PROVIDED DATA:
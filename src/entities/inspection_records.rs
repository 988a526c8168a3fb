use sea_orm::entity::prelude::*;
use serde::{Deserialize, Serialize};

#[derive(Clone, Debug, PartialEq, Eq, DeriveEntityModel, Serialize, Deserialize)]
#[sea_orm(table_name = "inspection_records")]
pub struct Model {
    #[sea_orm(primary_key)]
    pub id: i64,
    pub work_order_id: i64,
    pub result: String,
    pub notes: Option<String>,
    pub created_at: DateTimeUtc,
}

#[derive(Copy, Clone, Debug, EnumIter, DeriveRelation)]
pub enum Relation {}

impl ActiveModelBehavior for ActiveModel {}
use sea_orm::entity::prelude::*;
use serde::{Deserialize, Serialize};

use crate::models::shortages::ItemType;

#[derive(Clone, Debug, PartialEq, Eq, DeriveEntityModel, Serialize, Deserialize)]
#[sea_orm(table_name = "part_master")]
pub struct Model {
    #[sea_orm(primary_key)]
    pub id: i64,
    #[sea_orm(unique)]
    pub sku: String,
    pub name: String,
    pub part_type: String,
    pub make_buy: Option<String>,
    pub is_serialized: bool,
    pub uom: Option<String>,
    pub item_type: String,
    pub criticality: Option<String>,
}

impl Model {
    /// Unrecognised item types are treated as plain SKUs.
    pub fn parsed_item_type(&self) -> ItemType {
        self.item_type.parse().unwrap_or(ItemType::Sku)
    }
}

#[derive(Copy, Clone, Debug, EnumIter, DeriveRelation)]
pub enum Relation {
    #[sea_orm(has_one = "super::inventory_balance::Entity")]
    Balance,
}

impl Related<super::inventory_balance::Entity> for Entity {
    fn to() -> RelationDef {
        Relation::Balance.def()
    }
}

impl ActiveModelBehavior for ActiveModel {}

TASK PROMPT:
Find all lines in the records that hold the word "impl". Copy them.

RESPONSE TO THIS TASK:
impl ActiveModelBehavior for ActiveModel {}
impl Model {
impl Related<super::inventory_balance::Entity> for Entity {
impl ActiveModelBehavior for ActiveModel {}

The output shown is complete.